3  <oechem.OEMol; proxy of <Swig Object of type '...       Caffeine ...
4  <oechem.OEMol; proxy of <Swig Object of type '...       Diazepam ...

[5 rows x 16 columns]

Usage

Column Naming

Rename the molecule and title columns, or suppress the title column entirely:

import oepandas as oepd
df = oepd.read_mae("tests/assets/5.maegz", molecule_column="Mol", title_column="Name")
df = oepd.read_mae("tests/assets/5.maegz", no_title=True)

Selecting Columns

Use usecols to include only specific data columns:

df = read_mae("tests/assets/5.maegz", usecols=["NumAcceptors", "NumDonors"])

Numeric Conversion

CT property values are strings by default. Use numeric to convert columns:

# Convert a single column
df = read_mae("file.mae", numeric="pdb_tfactor")
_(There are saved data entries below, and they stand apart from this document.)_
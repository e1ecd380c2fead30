//! A client for a document database's change-subscription protocol: negotiates a TCP (optionally
//! TLS) connection to a cluster node, reads batches of documents as they're produced, and dispatches
//! them to application code, reconnecting (and following server-directed redirects) as needed.
//!
//! The entry point is [`worker::SubscriptionWorker`]; construct one with [`options::SubscriptionOptions`]
//! and a [`topology::TopologyClient`] implementation, then register a `batch` listener to start it.

pub mod batch;
mod defaults;
mod dispatch;
pub mod error;
mod events;
pub mod messages;
pub mod options;
mod pump;
mod reconnect;
pub mod topology;
pub mod transport;
mod wire_duration;
pub mod worker;

pub use batch::Batch;
pub use error::{SubscriberError, SubscriptionWorkerError};
pub use options::{DocumentTypeDescriptor, SubscriptionOpeningStrategy, SubscriptionOptions};
pub use topology::{TcpConnectionInfo, TopologyClient, TopologyNode};
pub use worker::SubscriptionWorker;
//! C1 — opening a fresh TCP (optionally TLS) stream to a node's URL.
//!
//! Per section 4.1, the transport is never reused across reconnect attempts: every iteration of
//! the outer loop in [`crate::reconnect`] calls [`connect`] again from scratch.

use std::sync::Arc;

use tokio::net::TcpStream;
use tokio_rustls::{
    rustls::{Certificate, ClientConfig},
    webpki::DNSNameRef,
    TlsConnector,
};
use url::Url;

use crate::error::SubscriptionWorkerError;
use crate::transport::io_stream::IoStream;

/// Open a connection to `url`. A scheme of `tcps` negotiates TLS (trusting `certificate`, if
/// given, in addition to the platform's default roots); any other scheme (`tcp` by convention)
/// connects in the clear.
pub async fn connect(
    url: &Url,
    certificate: Option<&Certificate>,
) -> Result<IoStream, SubscriptionWorkerError> {
    let host = url
        .host_str()
        .ok_or_else(|| SubscriptionWorkerError::protocol_violation("node URL has no host"))?;
    let port = url
        .port()
        .ok_or_else(|| SubscriptionWorkerError::protocol_violation("node URL has no port"))?;

    let tcp_stream = TcpStream::connect((host, port)).await?;
    // Subscription frames are small and latency-sensitive; don't let Nagle's algorithm batch them.
    tcp_stream.set_nodelay(true)?;

    if url.scheme() == "tcps" {
        let mut tls_config = ClientConfig::new();
        tls_config
            .root_store
            .add_server_trust_anchors(&webpki_roots::TLS_SERVER_ROOTS);
        if let Some(certificate) = certificate {
            tls_config
                .root_store
                .add(certificate)
                .map_err(|_| SubscriptionWorkerError::protocol_violation(
                    "node certificate could not be added to the trust store",
                ))?;
        }

        let dns_name = DNSNameRef::try_from_ascii_str(host).map_err(|_| {
            SubscriptionWorkerError::protocol_violation(format!("invalid DNS name: {host}"))
        })?;
        let connector = TlsConnector::from(Arc::new(tls_config));
        let tls_stream = connector.connect(dns_name, tcp_stream).await?;
        Ok(IoStream::from(tls_stream))
    } else {
        Ok(IoStream::from(tcp_stream))
    }
}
# Convert multiple columns
df = read_mae("file.mae", numeric=["pdb_tfactor", "occupancy"])

# Specify downcast types
df = read_mae("file.mae", numeric={"pdb_tfactor": "float", "atom_count": "integer"})

SMILES Columns

Add SMILES string columns alongside the molecule objects:

df = oepd.read_mae("file.mae", add_smiles=True)
# Creates a "Molecule SMILES" column

Conformer Grouping

Consecutive structures in a Maestro file can be grouped into multi-conformer molecules:

df = read_mae("file.mae", conformer_test="absolute")

Available conformer tests:

  • "default" -- groups consecutive molecules with matching titles
  • "absolute" -- requires identical atom/bond ordering, properties, and title
  • "absolute_canonical" -- requires matching canonical SMILES
  • "isomeric" -- like absolute, but also requires matching stereochemistry
  • "omega" -- like isomeric, plus invertible nitrogen stereochemistry

Tag Formatting

Maestro property keys follow a type_owner_name convention (e.g., r_pdb_PDB_CRYST1_a). By default, only the name portion is used as the column name. Control this with tags:

import oepandas as oepd
from oepandas_mae import TAG_ALL, TAG_NAME, TAG_NONE

# Default: clean names only (e.g., "PDB_CRYST1_a")
df = oepd.read_mae("file.mae")

# Full Maestro keys (e.g., "r_pdb_PDB_CRYST1_a")
df = oepd.read_mae("file.mae", tags=TAG_ALL)

# No data columns (molecules and titles only)
df = oepd.read_mae("file.mae", tags=TAG_NONE)

Perception Control

Control post-parse chemical perception with the perception parameter:

from oepandas_mae import read_mae, PERCEPTION_NONE

df = oepd.read_mae("file.mae", perception=PERCEPTION_NONE)

By default, only limited molecule perception occurs in order to respect what is specified in the Maestro file.

Configuration Object

For repeated use, pass an OEMaestroReaderConfig object. Keyword arguments override config values:

from oepandas_mae import read_mae, OEMaestroReaderConfig, TAG_ALL

config = OEMaestroReaderConfig()
config.tags = TAG_ALL

df = oepd.read_mae("file.mae", config=config)
df = oepd.read_mae("file.mae", config=config, tags=TAG_NAME)  # tags overrides config

License

MIT

Project details


Download files

Download the file for your platform. If you're not sure which to choose, learn more about installing packages.

Source Distributions

No source distribution files available for this release.See tutorial on generating distribution archives.

Built Distribution

If you're not sure about the file name format, learn more about wheel file names.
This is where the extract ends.